● What you will do
I would like every line of the records below that contains the word "warn" copied.

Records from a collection
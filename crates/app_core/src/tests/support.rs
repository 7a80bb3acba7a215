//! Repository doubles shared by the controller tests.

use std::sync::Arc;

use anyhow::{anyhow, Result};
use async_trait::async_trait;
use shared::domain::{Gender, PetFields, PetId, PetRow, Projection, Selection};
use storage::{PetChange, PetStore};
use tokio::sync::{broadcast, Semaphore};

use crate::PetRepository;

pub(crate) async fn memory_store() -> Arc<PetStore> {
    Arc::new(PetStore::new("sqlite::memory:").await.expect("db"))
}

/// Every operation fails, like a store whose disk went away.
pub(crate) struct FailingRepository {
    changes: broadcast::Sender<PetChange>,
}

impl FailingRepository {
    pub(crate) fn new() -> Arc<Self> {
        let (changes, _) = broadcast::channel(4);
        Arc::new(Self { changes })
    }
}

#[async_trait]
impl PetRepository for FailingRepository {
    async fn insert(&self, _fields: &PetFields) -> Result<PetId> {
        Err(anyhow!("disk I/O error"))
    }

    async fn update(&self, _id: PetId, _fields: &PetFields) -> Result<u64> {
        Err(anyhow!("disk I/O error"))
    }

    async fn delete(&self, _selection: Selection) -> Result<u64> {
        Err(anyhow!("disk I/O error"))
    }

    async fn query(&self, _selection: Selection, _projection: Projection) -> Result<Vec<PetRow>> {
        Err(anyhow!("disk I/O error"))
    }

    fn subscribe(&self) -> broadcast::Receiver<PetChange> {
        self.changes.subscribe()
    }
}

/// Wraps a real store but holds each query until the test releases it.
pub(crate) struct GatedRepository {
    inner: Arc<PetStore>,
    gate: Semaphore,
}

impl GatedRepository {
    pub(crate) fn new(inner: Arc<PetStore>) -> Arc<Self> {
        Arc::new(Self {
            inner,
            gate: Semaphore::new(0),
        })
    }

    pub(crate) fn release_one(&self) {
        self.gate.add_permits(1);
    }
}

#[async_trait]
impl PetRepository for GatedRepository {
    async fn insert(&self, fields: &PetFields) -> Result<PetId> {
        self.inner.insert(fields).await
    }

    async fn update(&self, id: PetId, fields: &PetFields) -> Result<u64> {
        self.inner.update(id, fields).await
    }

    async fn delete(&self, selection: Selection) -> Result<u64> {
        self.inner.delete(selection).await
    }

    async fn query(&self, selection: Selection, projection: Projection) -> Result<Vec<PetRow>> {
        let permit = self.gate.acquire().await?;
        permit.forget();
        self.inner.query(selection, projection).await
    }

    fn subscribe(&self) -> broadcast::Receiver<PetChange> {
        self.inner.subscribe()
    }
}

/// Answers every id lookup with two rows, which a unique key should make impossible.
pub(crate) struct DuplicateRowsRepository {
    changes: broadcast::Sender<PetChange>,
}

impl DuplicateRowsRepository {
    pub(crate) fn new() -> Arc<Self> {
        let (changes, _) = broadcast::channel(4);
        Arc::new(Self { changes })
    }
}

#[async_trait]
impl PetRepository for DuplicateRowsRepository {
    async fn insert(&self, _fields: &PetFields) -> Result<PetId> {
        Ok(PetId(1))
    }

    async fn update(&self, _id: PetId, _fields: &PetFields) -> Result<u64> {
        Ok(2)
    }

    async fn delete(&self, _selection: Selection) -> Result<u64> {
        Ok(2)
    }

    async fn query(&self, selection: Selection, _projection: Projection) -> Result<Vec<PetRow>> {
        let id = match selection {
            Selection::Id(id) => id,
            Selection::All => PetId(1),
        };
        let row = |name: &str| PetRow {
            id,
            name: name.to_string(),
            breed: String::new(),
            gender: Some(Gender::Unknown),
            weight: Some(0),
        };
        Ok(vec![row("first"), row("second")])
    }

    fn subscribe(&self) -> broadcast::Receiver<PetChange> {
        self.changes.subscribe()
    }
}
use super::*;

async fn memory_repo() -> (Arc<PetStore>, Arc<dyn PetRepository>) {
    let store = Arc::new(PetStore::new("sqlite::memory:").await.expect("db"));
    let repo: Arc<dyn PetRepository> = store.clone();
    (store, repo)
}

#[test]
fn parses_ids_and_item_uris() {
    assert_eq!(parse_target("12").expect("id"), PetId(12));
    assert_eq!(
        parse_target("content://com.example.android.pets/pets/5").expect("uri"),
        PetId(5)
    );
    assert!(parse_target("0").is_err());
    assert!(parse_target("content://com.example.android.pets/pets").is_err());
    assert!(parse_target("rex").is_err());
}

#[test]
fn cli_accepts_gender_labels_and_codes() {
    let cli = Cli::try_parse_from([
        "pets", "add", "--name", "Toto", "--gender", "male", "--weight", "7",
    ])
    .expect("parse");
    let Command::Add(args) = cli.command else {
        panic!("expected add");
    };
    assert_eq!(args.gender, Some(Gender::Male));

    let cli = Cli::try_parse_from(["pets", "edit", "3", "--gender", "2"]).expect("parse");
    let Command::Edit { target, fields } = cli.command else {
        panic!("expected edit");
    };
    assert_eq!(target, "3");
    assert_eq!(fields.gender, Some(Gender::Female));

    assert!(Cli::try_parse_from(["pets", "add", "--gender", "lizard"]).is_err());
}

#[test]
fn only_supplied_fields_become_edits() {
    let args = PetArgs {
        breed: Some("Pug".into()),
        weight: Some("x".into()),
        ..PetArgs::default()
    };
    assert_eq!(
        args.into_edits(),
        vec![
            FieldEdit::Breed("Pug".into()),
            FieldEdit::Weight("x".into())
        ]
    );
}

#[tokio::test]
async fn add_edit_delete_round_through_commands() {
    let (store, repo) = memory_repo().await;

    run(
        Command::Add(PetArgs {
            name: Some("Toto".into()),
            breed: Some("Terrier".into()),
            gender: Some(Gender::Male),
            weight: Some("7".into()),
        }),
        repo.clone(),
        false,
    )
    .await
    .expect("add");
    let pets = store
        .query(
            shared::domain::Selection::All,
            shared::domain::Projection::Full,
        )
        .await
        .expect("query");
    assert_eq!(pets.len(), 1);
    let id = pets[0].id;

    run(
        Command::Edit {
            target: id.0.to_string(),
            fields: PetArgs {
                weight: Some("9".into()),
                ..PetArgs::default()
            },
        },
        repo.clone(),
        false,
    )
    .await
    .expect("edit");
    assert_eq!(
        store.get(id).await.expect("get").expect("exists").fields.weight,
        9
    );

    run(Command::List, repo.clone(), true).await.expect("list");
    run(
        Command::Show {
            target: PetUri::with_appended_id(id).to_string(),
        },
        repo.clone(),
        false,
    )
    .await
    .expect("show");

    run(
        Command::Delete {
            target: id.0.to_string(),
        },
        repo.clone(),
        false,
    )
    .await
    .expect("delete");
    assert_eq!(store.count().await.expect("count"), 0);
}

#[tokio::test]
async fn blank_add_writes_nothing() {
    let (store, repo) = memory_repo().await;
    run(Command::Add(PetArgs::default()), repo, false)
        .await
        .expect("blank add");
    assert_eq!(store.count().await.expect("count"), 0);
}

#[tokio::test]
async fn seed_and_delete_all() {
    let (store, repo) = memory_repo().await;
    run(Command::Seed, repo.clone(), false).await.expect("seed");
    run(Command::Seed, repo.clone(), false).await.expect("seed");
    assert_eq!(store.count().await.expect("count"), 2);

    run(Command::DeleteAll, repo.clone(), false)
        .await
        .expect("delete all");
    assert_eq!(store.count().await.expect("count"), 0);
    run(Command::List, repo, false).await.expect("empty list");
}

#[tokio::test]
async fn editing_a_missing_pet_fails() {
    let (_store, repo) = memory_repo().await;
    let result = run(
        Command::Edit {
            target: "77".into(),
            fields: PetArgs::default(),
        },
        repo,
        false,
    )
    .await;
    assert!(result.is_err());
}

==

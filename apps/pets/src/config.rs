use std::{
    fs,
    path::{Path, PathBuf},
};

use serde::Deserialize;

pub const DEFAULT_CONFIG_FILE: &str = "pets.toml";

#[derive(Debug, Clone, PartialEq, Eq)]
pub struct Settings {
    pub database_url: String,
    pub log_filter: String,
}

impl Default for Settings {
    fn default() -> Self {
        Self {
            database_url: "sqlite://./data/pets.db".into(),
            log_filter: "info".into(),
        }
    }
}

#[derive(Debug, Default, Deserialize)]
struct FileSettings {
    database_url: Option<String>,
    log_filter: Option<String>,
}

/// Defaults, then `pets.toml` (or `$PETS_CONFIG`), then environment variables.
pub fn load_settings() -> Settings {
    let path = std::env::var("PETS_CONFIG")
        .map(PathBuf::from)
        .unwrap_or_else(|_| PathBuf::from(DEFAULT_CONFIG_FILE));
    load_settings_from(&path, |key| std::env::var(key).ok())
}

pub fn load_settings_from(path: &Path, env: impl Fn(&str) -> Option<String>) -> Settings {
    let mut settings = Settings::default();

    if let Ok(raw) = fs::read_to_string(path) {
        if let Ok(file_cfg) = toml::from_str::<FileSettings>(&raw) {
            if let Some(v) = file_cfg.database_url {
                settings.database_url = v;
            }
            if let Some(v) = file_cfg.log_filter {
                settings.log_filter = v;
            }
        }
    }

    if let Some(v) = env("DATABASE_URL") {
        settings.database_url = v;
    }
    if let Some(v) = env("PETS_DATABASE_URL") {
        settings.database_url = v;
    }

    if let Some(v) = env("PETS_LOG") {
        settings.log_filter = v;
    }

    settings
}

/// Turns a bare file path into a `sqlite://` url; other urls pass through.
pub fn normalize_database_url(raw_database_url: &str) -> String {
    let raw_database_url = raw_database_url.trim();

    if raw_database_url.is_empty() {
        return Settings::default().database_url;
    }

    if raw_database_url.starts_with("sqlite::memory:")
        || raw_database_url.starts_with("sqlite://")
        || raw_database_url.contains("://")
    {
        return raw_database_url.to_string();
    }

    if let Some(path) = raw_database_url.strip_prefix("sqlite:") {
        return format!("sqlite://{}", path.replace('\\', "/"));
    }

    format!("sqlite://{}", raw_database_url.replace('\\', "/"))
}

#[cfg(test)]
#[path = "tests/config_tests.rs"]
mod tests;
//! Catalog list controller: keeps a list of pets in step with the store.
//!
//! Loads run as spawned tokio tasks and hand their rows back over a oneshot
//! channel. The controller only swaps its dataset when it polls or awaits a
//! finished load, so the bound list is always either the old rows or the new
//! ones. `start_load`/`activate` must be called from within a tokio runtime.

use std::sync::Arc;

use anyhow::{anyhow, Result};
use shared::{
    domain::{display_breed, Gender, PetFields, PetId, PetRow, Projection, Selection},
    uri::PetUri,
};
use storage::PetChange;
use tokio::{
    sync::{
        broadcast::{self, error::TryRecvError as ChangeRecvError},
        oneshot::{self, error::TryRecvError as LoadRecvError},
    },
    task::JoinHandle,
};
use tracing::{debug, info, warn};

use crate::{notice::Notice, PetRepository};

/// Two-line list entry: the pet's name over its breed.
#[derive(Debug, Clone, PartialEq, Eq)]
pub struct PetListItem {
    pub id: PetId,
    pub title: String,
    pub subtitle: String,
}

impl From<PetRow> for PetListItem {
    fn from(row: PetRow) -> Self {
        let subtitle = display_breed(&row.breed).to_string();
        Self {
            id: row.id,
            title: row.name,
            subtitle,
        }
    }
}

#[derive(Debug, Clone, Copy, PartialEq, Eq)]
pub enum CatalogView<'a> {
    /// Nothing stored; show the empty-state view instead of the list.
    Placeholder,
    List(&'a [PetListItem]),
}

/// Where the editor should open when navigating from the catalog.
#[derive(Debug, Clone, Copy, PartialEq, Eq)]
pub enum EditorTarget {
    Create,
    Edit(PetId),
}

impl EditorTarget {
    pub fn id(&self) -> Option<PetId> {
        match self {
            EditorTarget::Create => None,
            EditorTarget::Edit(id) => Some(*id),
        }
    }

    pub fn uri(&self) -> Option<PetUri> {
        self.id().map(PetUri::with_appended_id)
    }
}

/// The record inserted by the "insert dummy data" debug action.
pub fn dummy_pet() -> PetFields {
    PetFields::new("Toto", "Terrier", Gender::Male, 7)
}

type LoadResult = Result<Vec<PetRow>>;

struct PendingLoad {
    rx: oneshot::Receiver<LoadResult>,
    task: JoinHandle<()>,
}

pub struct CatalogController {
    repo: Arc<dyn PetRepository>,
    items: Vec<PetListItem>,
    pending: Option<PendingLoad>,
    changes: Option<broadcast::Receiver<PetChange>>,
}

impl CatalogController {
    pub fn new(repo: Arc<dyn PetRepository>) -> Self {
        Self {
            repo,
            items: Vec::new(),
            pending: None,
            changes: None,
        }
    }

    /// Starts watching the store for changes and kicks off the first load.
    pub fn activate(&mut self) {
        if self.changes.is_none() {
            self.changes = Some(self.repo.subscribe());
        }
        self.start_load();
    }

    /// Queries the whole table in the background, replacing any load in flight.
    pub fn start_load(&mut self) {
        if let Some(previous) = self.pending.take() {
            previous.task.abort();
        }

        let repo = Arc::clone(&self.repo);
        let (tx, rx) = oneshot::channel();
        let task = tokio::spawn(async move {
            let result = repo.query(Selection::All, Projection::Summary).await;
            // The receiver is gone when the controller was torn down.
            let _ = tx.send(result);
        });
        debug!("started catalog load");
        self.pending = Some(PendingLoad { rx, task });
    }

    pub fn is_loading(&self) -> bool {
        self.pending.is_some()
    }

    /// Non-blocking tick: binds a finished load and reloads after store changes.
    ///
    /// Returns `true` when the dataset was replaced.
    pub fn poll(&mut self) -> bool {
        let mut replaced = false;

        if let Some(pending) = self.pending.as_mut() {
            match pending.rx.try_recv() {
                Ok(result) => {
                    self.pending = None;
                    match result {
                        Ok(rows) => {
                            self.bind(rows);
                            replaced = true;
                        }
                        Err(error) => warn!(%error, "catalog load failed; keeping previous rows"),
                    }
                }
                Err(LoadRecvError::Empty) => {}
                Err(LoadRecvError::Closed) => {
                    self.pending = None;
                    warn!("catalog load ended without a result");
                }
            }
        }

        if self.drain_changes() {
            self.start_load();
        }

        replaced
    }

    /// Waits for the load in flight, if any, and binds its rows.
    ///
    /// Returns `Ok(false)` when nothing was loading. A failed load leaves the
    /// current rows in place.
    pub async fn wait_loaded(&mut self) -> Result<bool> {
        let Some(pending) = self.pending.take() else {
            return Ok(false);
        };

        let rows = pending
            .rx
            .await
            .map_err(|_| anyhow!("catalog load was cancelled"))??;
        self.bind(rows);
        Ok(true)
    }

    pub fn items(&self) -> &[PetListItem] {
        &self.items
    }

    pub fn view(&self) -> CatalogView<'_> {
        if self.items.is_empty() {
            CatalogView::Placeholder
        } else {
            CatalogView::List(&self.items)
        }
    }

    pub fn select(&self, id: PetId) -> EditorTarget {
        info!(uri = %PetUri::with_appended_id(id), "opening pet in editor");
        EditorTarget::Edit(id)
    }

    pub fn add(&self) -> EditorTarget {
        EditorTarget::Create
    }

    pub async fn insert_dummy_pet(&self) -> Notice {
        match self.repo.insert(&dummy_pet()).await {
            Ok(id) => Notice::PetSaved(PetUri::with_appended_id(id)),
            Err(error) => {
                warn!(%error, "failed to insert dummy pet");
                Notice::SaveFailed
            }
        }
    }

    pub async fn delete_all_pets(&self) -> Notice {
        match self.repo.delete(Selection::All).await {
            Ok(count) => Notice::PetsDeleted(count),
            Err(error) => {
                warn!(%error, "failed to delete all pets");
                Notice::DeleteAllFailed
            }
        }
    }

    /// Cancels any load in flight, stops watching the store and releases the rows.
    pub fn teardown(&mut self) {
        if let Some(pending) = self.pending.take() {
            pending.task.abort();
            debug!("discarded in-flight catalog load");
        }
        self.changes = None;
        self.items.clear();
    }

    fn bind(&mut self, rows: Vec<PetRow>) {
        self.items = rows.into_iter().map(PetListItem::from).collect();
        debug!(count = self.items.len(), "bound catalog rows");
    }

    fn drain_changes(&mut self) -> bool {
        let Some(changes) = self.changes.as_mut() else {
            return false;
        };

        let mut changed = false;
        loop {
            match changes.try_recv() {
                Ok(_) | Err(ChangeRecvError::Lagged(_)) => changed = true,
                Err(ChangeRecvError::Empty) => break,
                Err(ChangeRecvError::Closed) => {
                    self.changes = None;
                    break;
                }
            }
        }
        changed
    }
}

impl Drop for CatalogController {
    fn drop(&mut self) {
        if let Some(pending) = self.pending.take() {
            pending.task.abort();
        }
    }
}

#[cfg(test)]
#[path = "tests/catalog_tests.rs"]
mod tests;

● Finished exercise
use tracing::{debug, info, warn};
                        Err(error) => warn!(%error, "catalog load failed; keeping previous rows"),
                    warn!("catalog load ended without a result");
                warn!(%error, "failed to insert dummy pet");
                warn!(%error, "failed to delete all pets");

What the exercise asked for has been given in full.